Many efforts have been paid to enhance the security of Android. However, less attention has been given to how to practically adopt the enhancements on off-the-shelf devices. In particular, securing Android devices often requires modifying their write-protected underlying system component files (especially the system libraries) by flashing or rooting devices, which is unacceptable in many realistic cases. In this paper, a novel technique, called reference hijacking, is presented to address the problem. By introducing a specially designed reset procedure, a new execution environment is constructed for the target application, in which the reference to the underlying system libraries will be redirected to the security-enhanced alternatives. The technique can be applicable to both the Dalvik and Android Runtime (ART) environments and to almost all mainstream Android versions (2.x to 5.x).
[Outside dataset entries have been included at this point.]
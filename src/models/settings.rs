use crate::utils::error::{ForwardError, Result};
use serde::{Deserialize, Serialize};
use std::time::Duration;

/// Tunables for one forwarding run
#[derive(Debug, Clone, Serialize, Deserialize, PartialEq, Eq)]
pub struct ForwarderSettings {
    /// direct-tcpip channels opened up front, one worker each
    #[serde(default = "default_channel_count")]
    pub channel_count: usize,

    /// Relay buffer per worker, in bytes
    #[serde(default = "default_buffer_size")]
    pub buffer_size: usize,

    /// Bounded wait for one accept attempt
    #[serde(default = "default_accept_poll_interval_ms")]
    pub accept_poll_interval_ms: u64,

    /// Bounded wait for local data while relaying
    #[serde(default = "default_relay_poll_interval_ms")]
    pub relay_poll_interval_ms: u64,

    /// Stop accepting after this long without filling every worker.
    /// `None` keeps waiting until cancelled.
    #[serde(default)]
    pub accept_timeout_ms: Option<u64>,

    #[serde(default = "default_listen_backlog")]
    pub listen_backlog: u32,

    /// Pending requests the transport actor buffers before workers wait
    #[serde(default = "default_transport_queue_depth")]
    pub transport_queue_depth: usize,

    /// SSH inactivity timeout; `None` disables it
    #[serde(default)]
    pub inactivity_timeout_secs: Option<u64>,

    #[serde(default = "default_keepalive_interval_secs")]
    pub keepalive_interval_secs: Option<u64>,

    /// Log entries kept in memory
    #[serde(default = "default_max_log_entries")]
    pub max_log_entries: usize,
}

fn default_channel_count() -> usize {
    10
}

fn default_buffer_size() -> usize {
    16 * 1024
}

fn default_accept_poll_interval_ms() -> u64 {
    2010
}

fn default_relay_poll_interval_ms() -> u64 {
    10
}

fn default_listen_backlog() -> u32 {
    2
}

fn default_transport_queue_depth() -> usize {
    64
}

fn default_keepalive_interval_secs() -> Option<u64> {
    Some(30)
}

fn default_max_log_entries() -> usize {
    500
}

impl Default for ForwarderSettings {
    fn default() -> Self {
        Self {
            channel_count: default_channel_count(),
            buffer_size: default_buffer_size(),
            accept_poll_interval_ms: default_accept_poll_interval_ms(),
            relay_poll_interval_ms: default_relay_poll_interval_ms(),
            accept_timeout_ms: None,
            listen_backlog: default_listen_backlog(),
            transport_queue_depth: default_transport_queue_depth(),
            inactivity_timeout_secs: None,
            keepalive_interval_secs: default_keepalive_interval_secs(),
            max_log_entries: default_max_log_entries(),
        }
    }
}

impl ForwarderSettings {
    pub fn with_channel_count(mut self, count: usize) -> Self {
        self.channel_count = count;
        self
    }

    pub fn with_buffer_size(mut self, size: usize) -> Self {
        self.buffer_size = size;
        self
    }

    pub fn with_accept_timeout(mut self, timeout: Duration) -> Self {
        self.accept_timeout_ms = Some(timeout.as_millis() as u64);
        self
    }

    pub fn with_accept_poll_interval(mut self, interval: Duration) -> Self {
        self.accept_poll_interval_ms = interval.as_millis() as u64;
        self
    }

    pub fn accept_poll_interval(&self) -> Duration {
        Duration::from_millis(self.accept_poll_interval_ms)
    }

    pub fn relay_poll_interval(&self) -> Duration {
        Duration::from_millis(self.relay_poll_interval_ms)
    }

    pub fn accept_timeout(&self) -> Option<Duration> {
        self.accept_timeout_ms.map(Duration::from_millis)
    }

    pub fn inactivity_timeout(&self) -> Option<Duration> {
        self.inactivity_timeout_secs.map(Duration::from_secs)
    }

    pub fn keepalive_interval(&self) -> Option<Duration> {
        self.keepalive_interval_secs.map(Duration::from_secs)
    }

    pub fn validate(&self) -> Result<()> {
        if self.channel_count == 0 {
            return Err(ForwardError::ConfigError(
                "channel_count must be at least 1".to_string(),
            ));
        }
        if self.buffer_size == 0 {
            return Err(ForwardError::ConfigError(
                "buffer_size must be at least 1".to_string(),
            ));
        }
        if self.accept_poll_interval_ms == 0 || self.relay_poll_interval_ms == 0 {
            return Err(ForwardError::ConfigError(
                "poll intervals must be non-zero".to_string(),
            ));
        }
        if self.transport_queue_depth == 0 {
            return Err(ForwardError::ConfigError(
                "transport_queue_depth must be at least 1".to_string(),
            ));
        }
        Ok(())
    }
}

#[cfg(test)]
mod tests {
    use super::*;

    #[test]
    fn test_defaults() {
        let settings = ForwarderSettings::default();
        assert_eq!(settings.channel_count, 10);
        assert_eq!(settings.buffer_size, 16384);
        assert_eq!(settings.accept_poll_interval(), Duration::from_millis(2010));
        assert_eq!(settings.relay_poll_interval(), Duration::from_millis(10));
        assert_eq!(settings.accept_timeout(), None);
        assert_eq!(settings.listen_backlog, 2);
        assert!(settings.validate().is_ok());
    }

    #[test]
    fn test_partial_toml_uses_defaults() {
        let settings: ForwarderSettings =
            toml::from_str("channel_count = 4\naccept_timeout_ms = 30000").unwrap();
        assert_eq!(settings.channel_count, 4);
        assert_eq!(settings.accept_timeout(), Some(Duration::from_secs(30)));
        assert_eq!(settings.buffer_size, 16384);
    }

    #[test]
    fn test_sub_second_accept_timeout_is_kept() {
        let settings = ForwarderSettings::default().with_accept_timeout(Duration::from_millis(250));
        assert_eq!(settings.accept_timeout_ms, Some(250));
        assert_eq!(settings.accept_timeout(), Some(Duration::from_millis(250)));

        let settings = ForwarderSettings::default().with_accept_timeout(Duration::from_millis(1500));
        assert_eq!(settings.accept_timeout(), Some(Duration::from_millis(1500)));
    }

    #[test]
    fn test_validation_rejects_zero_values() {
        assert!(ForwarderSettings::default().with_channel_count(0).validate().is_err());
        assert!(ForwarderSettings::default().with_buffer_size(0).validate().is_err());

        let mut settings = ForwarderSettings::default();
        settings.relay_poll_interval_ms = 0;
        assert!(settings.validate().is_err());
    }
}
To demonstrate the capability of reference hijacking, we develop three prototype systems, PatchMan, ControlMan, and TaintMan, to enforce specific security enhancements, involving patching vulnerabilities, protecting inter-component communications, and performing dynamic taint analysis for the target application. These three prototypes have been successfully deployed on a number of popular Android devices from different manufacturers, without modifying the underlying system. The evaluation results show that they are effective and do not introduce noticeable overhead. They strongly support that reference hijacking can substantially improve the practicability of many security enhancement efforts for Android.